Motion: Check moving objects and quick camera pans for smearing or blurring, trailing, jerkiness and fizzing dotty noise.
Image artefacts: Look for blockiness, colour bands, grain, smearing, dot crawl: anything that looks like it's added by the TV picture processing or a weak TV tuner. Tinker with a TV's picture settings before making a final decision. Factory settings are rarely good for everyday viewing.
What about sound?
To provide the best audio to complement the pictures, your TV should be hooked up to a surround sound system, but this isn't always an option. So, here's what we listen for when testing a TV's speakers:
Bass: Deep, rounded rumbles that don't cause the set to rattle or speakers to distort, cramp or overwhelm the rest of the sound; but that expand when needed.
Vocals: Voices should sound open, rich and clear, not boxed in, nasal or thin.
Trebles: Treble effects should sound clean, rounded and smooth in loud scenes and shouldn't dominate the soundstage.
Soundstage width/depth: A good TV should throw the sound away from the TV, to the sides, forward and back, to give an extra dimension to what's on screen, without losing any coherence.
Questions to ask before you buy
Taking the time to consider these questions will make choosing the best TV easier…
HD or 4K?
4K TVs are stunning and even though there is currently little native 4K content to enjoy, the good ones are able to upscale HD to 4K very well. That being said, unless you're buying a very large TV – we're talking 65-inches plus – full HD should be adequate.
What size do I need?
This is dictated by the dimensions of the room where the TV is going and the amount of cash you're prepared to spend. As a general rule of thumb, work out how far from the set you'll be sitting (in inches), multiply that distance by 0.535 and then round up the result to the nearest screen size. Bear in mind that a decent smaller telly is often a more sensible investment than a larger, less accomplished one. And if you're going to buy a 4K TV, you can sit much closer because of the higher resolution.
How many HDMI sockets do I need?
For a living room TV you should be looking for a minimum of 3 HDMI inputs. If you want to attach a set-top box as well as games consoles etc, those HDMI ports will fill up fast.
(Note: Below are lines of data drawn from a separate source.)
//! HTTP-backed cloud key-value mirror.

use crate::task::domain::Task;
use crate::task::ports::{
    CloudChange, CloudChangeReason, CloudStore, SnapshotStore, SnapshotStoreError,
    SnapshotStoreResult,
};
use async_trait::async_trait;
use chrono::{DateTime, Utc};
use mockable::Clock;
use reqwest::StatusCode;
use reqwest::header::CONTENT_TYPE;
use serde::{Deserialize, Serialize};
use std::sync::{Arc, RwLock};
use std::time::Duration;
use tokio::sync::broadcast;
use tokio::task::JoinHandle;
use tokio::time::MissedTickBehavior;
use tracing::{debug, warn};
use url::Url;

/// Fixed key the snapshot document lives under.
const SNAPSHOT_KEY: &str = "day-tasks";

/// Default cadence of the external-change poll.
pub const DEFAULT_POLL_INTERVAL: Duration = Duration::from_secs(30);

/// Buffered change notifications before lagging subscribers drop events.
const CHANGE_CHANNEL_CAPACITY: usize = 16;

#[derive(Serialize)]
struct SaveBody<'a> {
    tasks: &'a [Task],
}

#[derive(Deserialize)]
struct SavedVersion {
    version: u64,
}

#[derive(Deserialize)]
struct CloudDocument {
    version: u64,
    tasks: Vec<Task>,
}

#[derive(Debug, Default)]
struct HttpCloudState {
    available: bool,
    last_sync: Option<DateTime<Utc>>,
    last_seen_version: Option<u64>,
    last_written_version: Option<u64>,
    synced_once: bool,
}

/// Cloud mirror speaking a minimal key-value REST surface.
///
/// The snapshot document lives under one fixed key; the store keeps the
/// version counter returned by the service and treats any version it
/// neither read nor wrote as an externally originated change. Transport
/// failures flip the store unavailable until a later request succeeds, so
/// the polling loop doubles as the availability probe.
#[derive(Debug)]
pub struct HttpCloudStore<C> {
    http: reqwest::Client,
    endpoint: Url,
    state: Arc<RwLock<HttpCloudState>>,
    changes: broadcast::Sender<CloudChange>,
    clock: Arc<C>,
}

impl<C> Clone for HttpCloudStore<C> {
    fn clone(&self) -> Self {
        Self {
            http: self.http.clone(),
            endpoint: self.endpoint.clone(),
            state: Arc::clone(&self.state),
            changes: self.changes.clone(),
            clock: Arc::clone(&self.clock),
        }
    }
}

impl<C> HttpCloudStore<C>
where
    C: Clock + Send + Sync + 'static,
{
    /// Creates a store against the service base URL.
    ///
    /// # Errors
    ///
    /// Returns a [`url::ParseError`] when the snapshot key cannot be joined
    /// onto the base URL.
    pub fn new(base: &Url, clock: Arc<C>) -> Result<Self, url::ParseError> {
        let endpoint = base.join(&format!("kv/{SNAPSHOT_KEY}"))?;
        let (changes, _) = broadcast::channel(CHANGE_CHANNEL_CAPACITY);
        Ok(Self {
            http: reqwest::Client::new(),
            endpoint,
            state: Arc::new(RwLock::new(HttpCloudState {
                available: true,
                ..HttpCloudState::default()
            })),
            changes,
            clock,
        })
    }

    /// Spawns the external-change polling loop.
    ///
    /// Each tick fetches the document version and emits a change
    /// notification when another writer moved it.
    #[must_use]
    pub fn spawn_polling(&self, interval: Duration) -> JoinHandle<()> {
        let store = self.clone();
        tokio::spawn(async move {
            let mut ticker = tokio::time::interval(interval);
            ticker.set_missed_tick_behavior(MissedTickBehavior::Delay);
            loop {
                ticker.tick().await;
                store.poll_once().await;
            }
        })
    }

    /// Runs one poll step, returning the change reason emitted, if any.
    pub async fn poll_once(&self) -> Option<CloudChangeReason> {
        let response = match self.http.get(self.endpoint.clone()).send().await {
            Ok(response) => response,
            Err(err) => {
                self.mark_unavailable(&err);
                return None;
            }
        };
        if response.status() == StatusCode::NOT_FOUND {
            self.set_available(true);
            return None;
        }
        if !response.status().is_success() {
            warn!(status = %response.status(), "cloud poll rejected");
            return None;
        }
        let document: CloudDocument = match response.json().await {
            Ok(document) => document,
            Err(err) => {
                warn!(error = %err, "discarding undecodable cloud document");
                return None;
            }
        };
        self.set_available(true);
        let reason = self.observe_version(document.version);
        if let Some(reason) = reason {
            if self.changes.send(CloudChange { reason }).is_err() {
                debug!(?reason, "cloud change emitted with no subscribers");
            }
        }
        reason
    }

    /// Records an observed document version; returns the change reason when
    /// the version was produced by another writer.
    fn observe_version(&self, version: u64) -> Option<CloudChangeReason> {
        let mut state = self.state.write().ok()?;
        let own_write = state.last_written_version == Some(version);
        let already_seen = state.last_seen_version == Some(version);
        let reason = if own_write || already_seen {
            None
        } else if state.synced_once {
            Some(CloudChangeReason::ServerChange)
        } else {
            Some(CloudChangeReason::InitialSync)
        };
        state.last_seen_version = Some(version);
        state.synced_once = true;
        reason
    }

    fn set_available(&self, available: bool) {
        if let Ok(mut state) = self.state.write() {
            state.available = available;
        }
    }

    fn mark_unavailable(&self, err: &reqwest::Error) {
        warn!(error = %err, "cloud store unreachable");
        self.set_available(false);
    }

    fn stamp_sync(&self) {
        if let Ok(mut state) = self.state.write() {
            state.last_sync = Some(self.clock.utc());
        }
    }

    fn record_write(&self, version: u64) {
        if let Ok(mut state) = self.state.write() {
            state.last_written_version = Some(version);
            state.last_seen_version = Some(version);
            state.synced_once = true;
        }
    }
}

#[async_trait]
impl<C> SnapshotStore for HttpCloudStore<C>
where
    C: Clock + Send + Sync + 'static,
{
    async fn save(&self, tasks: &[Task]) -> SnapshotStoreResult<()> {
        if !self.is_available() {
            debug!("cloud store unavailable, skipping save");
            return Ok(());
        }
        let encoded = serde_json::to_vec(&SaveBody { tasks })
            .map_err(SnapshotStoreError::serialisation)?;
        let size = encoded.len();
        let response = self
            .http
            .put(self.endpoint.clone())
            .header(CONTENT_TYPE, "application/json")
            .body(encoded)
            .send()
            .await
            .map_err(|err| {
                self.mark_unavailable(&err);
                SnapshotStoreError::io(err)
            })?;
        if response.status() == StatusCode::PAYLOAD_TOO_LARGE {
            return Err(SnapshotStoreError::QuotaExceeded { size });
        }
        if !response.status().is_success() {
            return Err(SnapshotStoreError::io(std::io::Error::other(format!(
                "cloud store returned {}",
                response.status()
            ))));
        }
        let saved: SavedVersion = response
            .json()
            .await
            .map_err(SnapshotStoreError::serialisation)?;
        self.record_write(saved.version);
        self.set_available(true);
        self.stamp_sync();
        Ok(())
    }

    async fn load(&self) -> Option<Vec<Task>> {
        if !self.is_available() {
            debug!("cloud store unavailable, skipping load");
            return None;
        }
        let response = match self.http.get(self.endpoint.clone()).send().await {
            Ok(response) => response,
            Err(err) => {
                self.mark_unavailable(&err);
                return None;
            }
        };
        if response.status() == StatusCode::NOT_FOUND {
            self.set_available(true);
            return None;
        }
        if !response.status().is_success() {
            warn!(status = %response.status(), "cloud load rejected");
            return None;
        }
        let document: CloudDocument = match response.json().await {
            Ok(document) => document,
            Err(err) => {
                warn!(error = %err, "discarding undecodable cloud snapshot");
                return None;
            }
        };
        self.set_available(true);
        self.observe_version(document.version);
        self.stamp_sync();
        Some(document.tasks)
    }
}

#[async_trait]
impl<C> CloudStore for HttpCloudStore<C>
where
    C: Clock + Send + Sync + 'static,
{
    fn is_available(&self) -> bool {
        self.state.read().map(|state| state.available).unwrap_or(false)
    }

    fn last_sync(&self) -> Option<DateTime<Utc>> {
        self.state.read().ok().and_then(|state| state.last_sync)
    }

    fn subscribe_changes(&self) -> broadcast::Receiver<CloudChange> {
        self.changes.subscribe()
    }
}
Can I connect my older, analogue kit?
Most new sets carry no more than two composite connections, while S-video is fast approaching obsolescence. Check that your new TV can hook up to older digiboxes, VCRs or DVD decks that you might want to plug into it.
Do I want to hang my TV on the wall?
First off, you'll need to consult a construction expert to check that the wall in question is strong enough to support a flatscreen. Then find out if the set you want is designed to be wall-mounted and, if so, ask if the relevant bracket is included in the basic package or as an optional extra.
Will I be connecting it to a home cinema?
If the answer is no, you might want to think more carefully about your set's audio performance. Look for a screen that can go as loud as you'll need without distortion or cabinet rattle. Consider how dialogue sounds and how much low-end rumble the bass is capable of.
Conversely, it's pointless paying out more cash for exceptional built-in speakers if you already have a decent home cinema system.